A fire detector that goes off without a fire. A pregnancy test that indicates pregnancy even though there is no pregnancy. An email that is detected as spam, even though it is a message from a business partner. There are numerous examples of so-called false positives. A false positive is when a check or test wrongly (therefore: false) detects a – mostly binary – match of criteria (therefore: positive) although this match is not given. Often in such a case one speaks of “false alarm”.
Causes for false positives
As there are many examples of false positives, there can also be many concrete causes. Of course, there is a difference between whether a doctor identifies an anomaly during an ultrasound examination, which is classified as harmless during a follow-up examination, whether the motion detector activates the light in the garden because a cat scurries across the property, or whether the silence of the employees in a company decision is interpreted as approval.

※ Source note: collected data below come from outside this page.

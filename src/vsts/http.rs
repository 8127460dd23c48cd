//! HTTP transport for VSTS REST API calls

use super::auth::Credential;
use super::error::{ApiError, Error, Result};
use reqwest::header::CONNECTION;
use reqwest::{Client, Method, StatusCode};
use serde::de::DeserializeOwned;
use serde_json::Value;
use url::Url;

/// Maximum length of a body to log (to avoid logging sensitive data)
const MAX_LOG_BODY_LENGTH: usize = 200;

/// Sanitize a request or response body for logging
/// Truncates long bodies and strips control characters
fn sanitize_for_log(body: &str) -> String {
    let truncated = match body.char_indices().nth(MAX_LOG_BODY_LENGTH) {
        Some((cut, _)) => format!("{}... [truncated, {} bytes total]", &body[..cut], body.len()),
        None => body.to_string(),
    };

    truncated.replace(|c: char| c.is_control(), "")
}

/// A successful (status in [200, 400)) response with its body fully read
#[derive(Debug, Clone)]
pub struct Response {
    pub status: StatusCode,
    pub endpoint: String,
    pub body: String,
}

impl Response {
    /// Decode the body as JSON
    pub fn json<T: DeserializeOwned>(&self) -> Result<T> {
        serde_json::from_str(&self.body).map_err(|source| Error::Decode {
            endpoint: self.endpoint.clone(),
            source,
        })
    }
}

/// Authenticated HTTP transport for one VSTS account
///
/// Every verb funnels through [`Transport::send`], so all resource kinds get
/// the same authentication, error decoding and logging.
#[derive(Clone)]
pub struct Transport {
    client: Client,
    credential: Credential,
    base_url: Url,
}

impl Transport {
    /// Transport against `https://{account}.visualstudio.com/`
    pub fn new(credential: Credential) -> Result<Self> {
        let base_url = credential.base_url();
        Self::with_base_url(credential, &base_url)
    }

    /// Transport against an explicit base URL (mock servers, on-prem hosts)
    pub fn with_base_url(credential: Credential, base_url: &str) -> Result<Self> {
        let mut base_url = Url::parse(base_url).map_err(|source| Error::Url {
            url: base_url.to_string(),
            source,
        })?;
        if !base_url.path().ends_with('/') {
            let path = format!("{}/", base_url.path());
            base_url.set_path(&path);
        }

        // No idle pool: each request gets its own connection
        let client = Client::builder()
            .user_agent(concat!("vsts-reconcile/", env!("CARGO_PKG_VERSION")))
            .pool_max_idle_per_host(0)
            .build()?;

        Ok(Self {
            client,
            credential,
            base_url,
        })
    }

    pub fn account(&self) -> &str {
        self.credential.account()
    }

    /// Absolute URL for a relative endpoint path
    pub fn endpoint_url(&self, endpoint: &str) -> Result<Url> {
        self.base_url
            .join(endpoint.trim_start_matches('/'))
            .map_err(|source| Error::Url {
                url: endpoint.to_string(),
                source,
            })
    }

    /// Send a request and classify the response
    ///
    /// Statuses outside [200, 400) come back as [`Error::Api`] with the
    /// decoded body and the response headers; the status stays available
    /// through [`Error::status`].
    pub async fn send(
        &self,
        method: Method,
        endpoint: &str,
        payload: Option<&Value>,
    ) -> Result<Response> {
        let url = self.endpoint_url(endpoint)?;
        tracing::debug!("Sending request to {} {}", method, url);

        let mut request = self
            .client
            .request(method, url)
            .basic_auth(self.credential.account(), Some(self.credential.token()))
            .header(CONNECTION, "close");

        // Content-Type only with a body: VSTS rejects some bodiless requests carrying it
        if let Some(payload) = payload {
            tracing::debug!("With payload {}", sanitize_for_log(&payload.to_string()));
            request = request.json(payload);
        }

        let response = request.send().await?;
        let status = response.status();
        let headers = response.headers().clone();
        let body = response.text().await?;

        if !(200..400).contains(&status.as_u16()) {
            tracing::error!("API error: {} {} - {}", status, endpoint, sanitize_for_log(&body));
            let api = ApiError::decode(status.as_u16(), endpoint, &body).with_headers(headers);
            return Err(api.into());
        }

        tracing::debug!("Resp: {} {}", status, sanitize_for_log(&body));

        Ok(Response {
            status,
            endpoint: endpoint.to_string(),
            body,
        })
    }

    pub async fn get(&self, endpoint: &str) -> Result<Response> {
        self.send(Method::GET, endpoint, None).await
    }

    pub async fn post(&self, endpoint: &str, payload: &Value) -> Result<Response> {
        self.send(Method::POST, endpoint, Some(payload)).await
    }

    pub async fn put(&self, endpoint: &str, payload: &Value) -> Result<Response> {
        self.send(Method::PUT, endpoint, Some(payload)).await
    }

    /// PUT without a body
    pub async fn put_only(&self, endpoint: &str) -> Result<Response> {
        self.send(Method::PUT, endpoint, None).await
    }

    pub async fn patch(&self, endpoint: &str, payload: &Value) -> Result<Response> {
        self.send(Method::PATCH, endpoint, Some(payload)).await
    }

    pub async fn delete(&self, endpoint: &str) -> Result<Response> {
        self.send(Method::DELETE, endpoint, None).await
    }
}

There could be the following reasons for false positives:
Error. The simplest reason is certainly an error in the check. Example: Body scanners at the airport indicate a “site to be examined”, although there are no (metallic) objects there.
False comparison values. Example: A requirement has changed in the course of a development, the implementation has been adapted, but the test case has not. If the implementation is now tested against an obsolete comparison value, the test must show an error.
Incorrect comparison periods. Example: Google Analytics – a tool used to measure the visit of web pages – sends a report that indicates a significant reduction of web page visitors. The report compares weekly visitors, but does not take into account that it is normal during the Christmas week that there are fewer visits to a B2B website than in the week before Christmas. So it is not an anomaly, it is the norm.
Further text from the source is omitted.